**TASK DETAILS**: Transcribe the data below verbatim from the line with "#[allow(clippy::new_without_default)]" to the line with "the signal, waking". Include both of those lines.

BEGIN RECORDS TO USE

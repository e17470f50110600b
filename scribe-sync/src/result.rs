//! Run results and the status snapshot served by the control plane.

use std::path::PathBuf;

use chrono::{DateTime, Utc};
use serde::Serialize;

/// The pipeline stage a document is in, for progress and failure context.
#[derive(Copy, Clone, Debug, Eq, PartialEq)]
pub enum DocStage {
    Fetch,
    Extract,
    Render,
    Metadata,
    Ocr,
    Stamp,
    Finalize,
}

impl DocStage {
    pub fn as_str(self) -> &'static str {
        match self {
            Self::Fetch => "fetch",
            Self::Extract => "extract",
            Self::Render => "render",
            Self::Metadata => "metadata",
            Self::Ocr => "ocr",
            Self::Stamp => "stamp",
            Self::Finalize => "finalize",
        }
    }
}

impl std::fmt::Display for DocStage {
    fn fmt(&self, f: &mut std::fmt::Formatter<'_>) -> std::fmt::Result {
        f.write_str(self.as_str())
    }
}

#[derive(Clone, Debug)]
pub enum DocOutcome {
    Success {
        path: PathBuf,
        /// Count of degraded OCR pages.
        warnings: usize,
    },
    Failed {
        stage: DocStage,
        message: String,
    },
    Skipped,
}

#[derive(Clone, Debug)]
pub struct DocumentReport {
    pub id: String,
    pub name: String,
    pub outcome: DocOutcome,
}

/// Aggregate of one sync run.
#[derive(Clone, Debug)]
pub struct SyncOutcome {
    pub started_at: DateTime<Utc>,
    pub ended_at: DateTime<Utc>,
    /// Notebooks in the remote listing (after label filtering).
    pub total_documents: usize,
    /// Documents actually attempted this run.
    pub processed: usize,
    pub success_count: usize,
    pub failure_count: usize,
    pub skipped_count: usize,
    /// The run observed a cancellation signal and finalized early.
    pub cancelled: bool,
    pub per_document: Vec<DocumentReport>,
}

impl SyncOutcome {
    pub fn summary(&self) -> LastSyncSummary {
        LastSyncSummary {
            start_time: self.started_at,
            end_time: self.ended_at,
            duration: (self.ended_at - self.started_at)
                .to_std()
                .unwrap_or_default()
                .as_secs_f64(),
            total_documents: self.total_documents,
            processed_documents: self.processed,
            success_count: self.success_count,
            failure_count: self.failure_count,
            skipped_count: self.skipped_count,
        }
    }
}

// --- status snapshot served by GET /status --- //

#[derive(Clone, Debug, Serialize)]
pub struct CurrentSyncStatus {
    pub start_time: DateTime<Utc>,
    pub documents_total: usize,
    pub documents_processed: usize,
    #[serde(skip_serializing_if = "Option::is_none")]
    pub current_document: Option<String>,
    #[serde(skip_serializing_if = "Option::is_none")]
    pub stage: Option<String>,
}

#[derive(Clone, Debug, Serialize)]
pub struct LastSyncSummary {
    pub start_time: DateTime<Utc>,
    pub end_time: DateTime<Utc>,
    /// Seconds.
    pub duration: f64,
    pub total_documents: usize,
    pub processed_documents: usize,
    pub success_count: usize,
    pub failure_count: usize,
    pub skipped_count: usize,
}

#[derive(Clone, Debug, Serialize)]
pub struct StatusSnapshot {
    pub state: String,
    pub uptime_seconds: u64,
    #[serde(skip_serializing_if = "Option::is_none")]
    pub last_sync_time: Option<DateTime<Utc>>,
    #[serde(skip_serializing_if = "Option::is_none")]
    pub next_sync_time: Option<DateTime<Utc>>,
    #[serde(skip_serializing_if = "Option::is_none")]
    pub error_message: Option<String>,
    #[serde(skip_serializing_if = "Option::is_none")]
    pub current_sync: Option<CurrentSyncStatus>,
    #[serde(skip_serializing_if = "Option::is_none")]
    pub last_sync_result: Option<LastSyncSummary>,
}
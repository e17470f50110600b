//! A multi-producer, multi-consumer one-shot signal, most commonly used to
//! propagate shutdown.

use std::sync::Arc;

use tokio::sync::watch;

/// Synchronization utility which broadcasts a signal to all consumers once.
///
/// Features:
///
/// - Multi-producer and multi-consumer - simply clone to get another handle.
/// - Consumers which subscribe *after* the signal was sent still observe it.
/// - It is safe to send the signal multiple times (e.g. by accident); only
///   the first send has any effect.
///
/// Internally this is a `watch` channel over a `bool` that only ever flips
/// `false` -> `true`. Every handle holds a sender (so the channel can never
/// close underneath a waiting receiver) and its own receiver.
#[derive(Clone, Debug)]
pub struct ShutdownChannel {
    tx: Arc<watch::Sender<bool>>,
    rx: watch::Receiver<bool>,
}

impl ShutdownChannel {
    #[allow(clippy::new_without_default)]
    pub fn new() -> Self {
        let (tx, rx) = watch::channel(false);
        Self {
            tx: Arc::new(tx),
            rx,
        }
    }

    /// Send the signal, waking all actors currently waiting in [`recv`], as
    /// well as any which call [`recv`] later.
    ///
    /// [`recv`]: Self::recv
    pub fn send(&self) {
        self.tx.send_replace(true);
    }

    /// Wait for the signal. Returns immediately if it was already sent.
    pub async fn recv(&mut self) {
        // Can't return Err: every handle holds a sender.
        let _ = self.rx.wait_for(|sent| *sent).await;
    }

    /// Waits for the signal, taking ownership of the handle. Useful for
    /// graceful shutdown APIs which require `impl Future<Output = ()> +
    /// 'static`.
    pub async fn recv_owned(mut self) {
        self.recv().await
    }

    /// Immediately returns whether the signal has been sent.
    #[must_use]
    pub fn try_recv(&self) -> bool {
        *self.rx.borrow()
    }
}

END RECORDS TO USE

**RESULT OF THE EXERCISE**:
    #[allow(clippy::new_without_default)]
    pub fn new() -> Self {
        let (tx, rx) = watch::channel(false);
        Self {
            tx: Arc::new(tx),
            rx,
        }
    }

    /// Send the signal, waking all actors currently waiting in [`recv`], as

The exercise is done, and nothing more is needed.